Retype only the lines at the head of the records, first through the one with "let consumer = Arc::clone(&consumer);", exactly as written.

[EXTRACTED RECORDS — start]

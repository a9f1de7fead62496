use std::net::SocketAddr;
use std::sync::Arc;
use std::time::Duration;

use anyhow::Context;
use dotenv::dotenv;
use tokio::net::TcpListener;
use tokio::sync::broadcast::error::RecvError;
use tower_http::cors::{Any, CorsLayer};
use tower_http::trace::{self, TraceLayer};
use tracing::{error, info, warn, Level};
use tracing_subscriber::{layer::SubscriberExt, util::SubscriberInitExt};

mod router;

use booking_queue_cell::{
    BookingConsumerService, BookingEventKind, BookingEventPublisher, BookingEventReceiver,
    BookingQueueState, BookingStore, InMemoryBookingStore, InMemoryQueue, QueueTransport,
    RedisQueueService, SupabaseBookingStore, WorkerConfig,
};
use shared_config::AppConfig;

#[tokio::main]
async fn main() -> anyhow::Result<()> {
    // Loading Env Vars
    dotenv().ok();

    // Initialize tracing
    tracing_subscriber::registry()
        .with(tracing_subscriber::EnvFilter::new(
            std::env::var("RUST_LOG").unwrap_or_else(|_| "info,tower_http=debug".into()),
        ))
        .with(tracing_subscriber::fmt::layer())
        .init();

    info!("Starting booking API server");

    let config = Arc::new(AppConfig::from_env());

    let store: Arc<dyn BookingStore> = if config.is_booking_store_configured() {
        Arc::new(SupabaseBookingStore::new(&config))
    } else {
        warn!("Supabase service credentials missing, bookings are kept in memory");
        Arc::new(InMemoryBookingStore::new())
    };

    let queue: Arc<dyn QueueTransport> = match config.redis_url {
        Some(_) => Arc::new(
            RedisQueueService::from_config(&config)
                .await
                .context("failed to connect to the Redis booking queue")?,
        ),
        None => {
            warn!("REDIS_URL not set, using the in-process booking queue");
            Arc::new(InMemoryQueue::new(Duration::from_secs(
                config.booking_queue.dedup_window_secs,
            )))
        }
    };

    let events = BookingEventPublisher::default();
    tokio::spawn(relay_notifications(events.subscribe()));

    let consumer = Arc::new(BookingConsumerService::new(
        WorkerConfig::from_settings(&config.booking_queue),
        Arc::clone(&queue),
        store,
        events,
    ));
    let consumer_task = {
        let consumer = Arc::clone(&consumer);
        tokio::spawn(async move {
            if let Err(e) = consumer.start().await {
                error!("Booking consumer failed: {}", e);
            }
        })
    };

    // Set up CORS
    let cors = CorsLayer::new()
        .allow_origin(Any)
        .allow_methods(Any)
        .allow_headers(Any);

    let state = BookingQueueState::new(Arc::clone(&config), queue);

    // Build the application router
    let app = router::create_router(state)
        .layer(
            TraceLayer::new_for_http()
                .make_span_with(trace::DefaultMakeSpan::new().level(Level::INFO))
                .on_response(trace::DefaultOnResponse::new().level(Level::INFO)),
        )
        .layer(cors);

    // Run the server
    let addr = SocketAddr::from(([0, 0, 0, 0], config.server_port));
    info!("Listening on {}", addr);

    let listener = TcpListener::bind(addr)
        .await
        .with_context(|| format!("failed to bind {}", addr))?;
    axum::serve(listener, app)
        .with_graceful_shutdown(shutdown_signal())
        .await
        .context("server error")?;

    consumer.shutdown().await?;
    if let Err(e) = consumer_task.await {
        error!("Booking consumer task ended abnormally: {}", e);
    }

    info!("Booking API server stopped");
    Ok(())
}

async fn shutdown_signal() {
    if let Err(e) = tokio::signal::ctrl_c().await {
        error!("Failed to listen for shutdown signal: {}", e);
    }
    info!("Shutdown signal received");
}

/// Hands booking outcomes to the notification side. Delivery channels
/// (email, push) subscribe here; this relay only records them.
async fn relay_notifications(mut events: BookingEventReceiver) {
    loop {
        match events.recv().await {
            Ok(event) => match event.kind {
                BookingEventKind::Accepted => info!(
                    message_id = %event.message_id,
                    "Notify patient {:?}: booking {:?} accepted",
                    event.patient_id, event.booking_id
                ),
                BookingEventKind::Rejected => info!(
                    message_id = %event.message_id,
                    "Notify patient {:?}: booking rejected ({})",
                    event.patient_id,
                    event.reason.as_deref().unwrap_or("unknown")
                ),
                BookingEventKind::DeadLettered => warn!(
                    message_id = %event.message_id,
                    "Booking request dead-lettered: {}",
                    event.reason.as_deref().unwrap_or("unknown")
                ),
            },
            Err(RecvError::Lagged(skipped)) => warn!("Notification relay lagged, {} events skipped", skipped),
            Err(RecvError::Closed) => break,
        }
    }
}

[EXTRACTED RECORDS — finish]

--- RESPONSE ---
repository a9f1de7fead62496
use std::net::SocketAddr;
use std::sync::Arc;
use std::time::Duration;

use anyhow::Context;
use dotenv::dotenv;
use tokio::net::TcpListener;
use tokio::sync::broadcast::error::RecvError;
use tower_http::cors::{Any, CorsLayer};
use tower_http::trace::{self, TraceLayer};
use tracing::{error, info, warn, Level};
use tracing_subscriber::{layer::SubscriberExt, util::SubscriberInitExt};

mod router;

use booking_queue_cell::{
    BookingConsumerService, BookingEventKind, BookingEventPublisher, BookingEventReceiver,
    BookingQueueState, BookingStore, InMemoryBookingStore, InMemoryQueue, QueueTransport,
    RedisQueueService, SupabaseBookingStore, WorkerConfig,
};
use shared_config::AppConfig;

#[tokio::main]
async fn main() -> anyhow::Result<()> {
    // Loading Env Vars
    dotenv().ok();

    // Initialize tracing
    tracing_subscriber::registry()
        .with(tracing_subscriber::EnvFilter::new(
            std::env::var("RUST_LOG").unwrap_or_else(|_| "info,tower_http=debug".into()),
        ))
        .with(tracing_subscriber::fmt::layer())
        .init();

    info!("Starting booking API server");

    let config = Arc::new(AppConfig::from_env());

    let store: Arc<dyn BookingStore> = if config.is_booking_store_configured() {
        Arc::new(SupabaseBookingStore::new(&config))
    } else {
        warn!("Supabase service credentials missing, bookings are kept in memory");
        Arc::new(InMemoryBookingStore::new())
    };

    let queue: Arc<dyn QueueTransport> = match config.redis_url {
        Some(_) => Arc::new(
            RedisQueueService::from_config(&config)
                .await
                .context("failed to connect to the Redis booking queue")?,
        ),
        None => {
            warn!("REDIS_URL not set, using the in-process booking queue");
            Arc::new(InMemoryQueue::new(Duration::from_secs(
                config.booking_queue.dedup_window_secs,
            )))
        }
    };

    let events = BookingEventPublisher::default();
    tokio::spawn(relay_notifications(events.subscribe()));

    let consumer = Arc::new(BookingConsumerService::new(
        WorkerConfig::from_settings(&config.booking_queue),
        Arc::clone(&queue),
        store,
        events,
    ));
    let consumer_task = {
        let consumer = Arc::clone(&consumer);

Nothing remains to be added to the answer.